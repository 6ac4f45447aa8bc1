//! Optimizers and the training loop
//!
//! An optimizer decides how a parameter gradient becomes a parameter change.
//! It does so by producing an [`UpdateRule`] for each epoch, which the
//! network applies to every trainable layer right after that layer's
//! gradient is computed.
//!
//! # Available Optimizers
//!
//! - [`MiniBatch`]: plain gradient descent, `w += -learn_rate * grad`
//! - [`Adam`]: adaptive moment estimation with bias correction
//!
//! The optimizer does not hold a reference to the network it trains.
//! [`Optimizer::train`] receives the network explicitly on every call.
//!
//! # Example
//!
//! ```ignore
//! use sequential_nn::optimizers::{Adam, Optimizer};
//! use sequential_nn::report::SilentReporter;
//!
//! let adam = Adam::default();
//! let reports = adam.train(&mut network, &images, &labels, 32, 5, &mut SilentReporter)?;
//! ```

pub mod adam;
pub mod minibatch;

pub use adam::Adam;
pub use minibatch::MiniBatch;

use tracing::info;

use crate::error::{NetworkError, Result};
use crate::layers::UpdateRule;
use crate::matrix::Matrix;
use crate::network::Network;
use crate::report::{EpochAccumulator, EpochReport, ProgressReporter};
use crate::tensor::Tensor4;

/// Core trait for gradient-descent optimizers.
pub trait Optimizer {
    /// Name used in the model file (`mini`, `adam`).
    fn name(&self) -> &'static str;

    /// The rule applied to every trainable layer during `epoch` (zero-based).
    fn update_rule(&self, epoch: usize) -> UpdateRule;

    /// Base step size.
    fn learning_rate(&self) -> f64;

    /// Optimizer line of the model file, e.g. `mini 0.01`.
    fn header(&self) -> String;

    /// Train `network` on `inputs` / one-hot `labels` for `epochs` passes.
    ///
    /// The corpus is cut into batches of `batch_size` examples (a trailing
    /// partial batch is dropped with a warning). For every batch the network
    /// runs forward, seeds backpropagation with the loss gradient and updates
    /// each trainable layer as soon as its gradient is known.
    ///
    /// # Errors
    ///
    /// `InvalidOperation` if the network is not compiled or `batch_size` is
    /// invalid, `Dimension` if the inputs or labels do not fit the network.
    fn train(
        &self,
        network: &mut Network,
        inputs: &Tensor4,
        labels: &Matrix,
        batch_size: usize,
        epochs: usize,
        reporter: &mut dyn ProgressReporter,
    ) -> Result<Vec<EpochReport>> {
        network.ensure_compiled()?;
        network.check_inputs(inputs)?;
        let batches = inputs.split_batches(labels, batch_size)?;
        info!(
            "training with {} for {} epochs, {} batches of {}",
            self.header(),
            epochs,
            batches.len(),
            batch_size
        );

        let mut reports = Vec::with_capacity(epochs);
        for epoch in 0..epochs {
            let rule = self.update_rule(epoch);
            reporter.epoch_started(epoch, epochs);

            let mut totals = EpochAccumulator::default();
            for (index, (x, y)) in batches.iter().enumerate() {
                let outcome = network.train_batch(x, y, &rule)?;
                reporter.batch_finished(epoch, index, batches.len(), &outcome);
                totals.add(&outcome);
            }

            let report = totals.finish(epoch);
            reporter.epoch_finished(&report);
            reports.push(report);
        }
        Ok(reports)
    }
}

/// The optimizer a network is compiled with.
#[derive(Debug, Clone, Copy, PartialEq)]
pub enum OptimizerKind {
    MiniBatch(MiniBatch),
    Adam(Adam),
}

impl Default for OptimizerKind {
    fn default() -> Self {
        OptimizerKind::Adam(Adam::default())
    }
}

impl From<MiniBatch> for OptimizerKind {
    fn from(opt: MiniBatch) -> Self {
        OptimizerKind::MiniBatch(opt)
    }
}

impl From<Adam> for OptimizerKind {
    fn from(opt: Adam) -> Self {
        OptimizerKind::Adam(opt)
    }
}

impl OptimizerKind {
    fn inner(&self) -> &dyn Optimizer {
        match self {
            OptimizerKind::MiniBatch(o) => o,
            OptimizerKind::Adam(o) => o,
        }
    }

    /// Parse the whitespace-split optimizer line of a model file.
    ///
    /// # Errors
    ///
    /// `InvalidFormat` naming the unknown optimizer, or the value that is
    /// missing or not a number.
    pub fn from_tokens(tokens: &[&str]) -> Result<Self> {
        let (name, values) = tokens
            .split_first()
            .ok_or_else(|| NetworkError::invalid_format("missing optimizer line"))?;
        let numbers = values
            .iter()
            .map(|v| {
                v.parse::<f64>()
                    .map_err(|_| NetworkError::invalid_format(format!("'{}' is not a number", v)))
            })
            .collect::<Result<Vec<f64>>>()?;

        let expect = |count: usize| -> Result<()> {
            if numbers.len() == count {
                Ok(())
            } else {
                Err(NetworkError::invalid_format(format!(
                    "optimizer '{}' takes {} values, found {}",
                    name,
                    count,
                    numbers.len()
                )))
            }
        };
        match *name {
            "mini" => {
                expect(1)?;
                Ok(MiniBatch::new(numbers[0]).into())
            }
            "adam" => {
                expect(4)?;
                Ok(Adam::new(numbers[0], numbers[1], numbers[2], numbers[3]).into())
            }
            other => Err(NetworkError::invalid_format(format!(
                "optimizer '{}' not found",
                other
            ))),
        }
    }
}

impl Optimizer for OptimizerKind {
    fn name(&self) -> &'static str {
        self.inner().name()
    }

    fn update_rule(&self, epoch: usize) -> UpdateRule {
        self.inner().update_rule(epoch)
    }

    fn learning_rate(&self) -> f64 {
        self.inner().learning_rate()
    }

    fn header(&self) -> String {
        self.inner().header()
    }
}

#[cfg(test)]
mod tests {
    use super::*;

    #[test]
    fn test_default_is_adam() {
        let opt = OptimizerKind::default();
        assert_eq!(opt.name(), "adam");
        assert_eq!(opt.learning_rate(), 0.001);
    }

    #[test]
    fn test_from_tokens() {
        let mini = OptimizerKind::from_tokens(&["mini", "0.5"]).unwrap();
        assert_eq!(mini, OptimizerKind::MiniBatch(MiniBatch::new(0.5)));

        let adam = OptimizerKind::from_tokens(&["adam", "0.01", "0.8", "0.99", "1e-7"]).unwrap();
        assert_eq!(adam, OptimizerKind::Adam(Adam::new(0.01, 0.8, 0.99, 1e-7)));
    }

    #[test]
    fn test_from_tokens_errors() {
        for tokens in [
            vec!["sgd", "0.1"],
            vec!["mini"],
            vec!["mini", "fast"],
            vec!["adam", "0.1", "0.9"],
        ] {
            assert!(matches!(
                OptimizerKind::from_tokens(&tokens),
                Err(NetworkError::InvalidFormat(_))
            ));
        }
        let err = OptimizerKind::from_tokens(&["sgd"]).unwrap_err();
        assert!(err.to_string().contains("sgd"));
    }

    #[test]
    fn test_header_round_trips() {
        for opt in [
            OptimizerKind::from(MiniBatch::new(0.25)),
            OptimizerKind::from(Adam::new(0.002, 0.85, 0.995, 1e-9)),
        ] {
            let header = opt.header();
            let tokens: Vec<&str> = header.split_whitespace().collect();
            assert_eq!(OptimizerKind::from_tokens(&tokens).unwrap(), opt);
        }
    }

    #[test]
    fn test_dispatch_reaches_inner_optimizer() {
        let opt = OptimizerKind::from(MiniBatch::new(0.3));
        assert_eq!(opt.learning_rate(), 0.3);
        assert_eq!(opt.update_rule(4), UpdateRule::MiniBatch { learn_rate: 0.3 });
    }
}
* * * * * * * * *
**Prompt**
Lines holding the word "totals" are the answer; copy every one from the records above.

**Written solution**
            let mut totals = EpochAccumulator::default();
                totals.add(&outcome);
            let report = totals.finish(epoch);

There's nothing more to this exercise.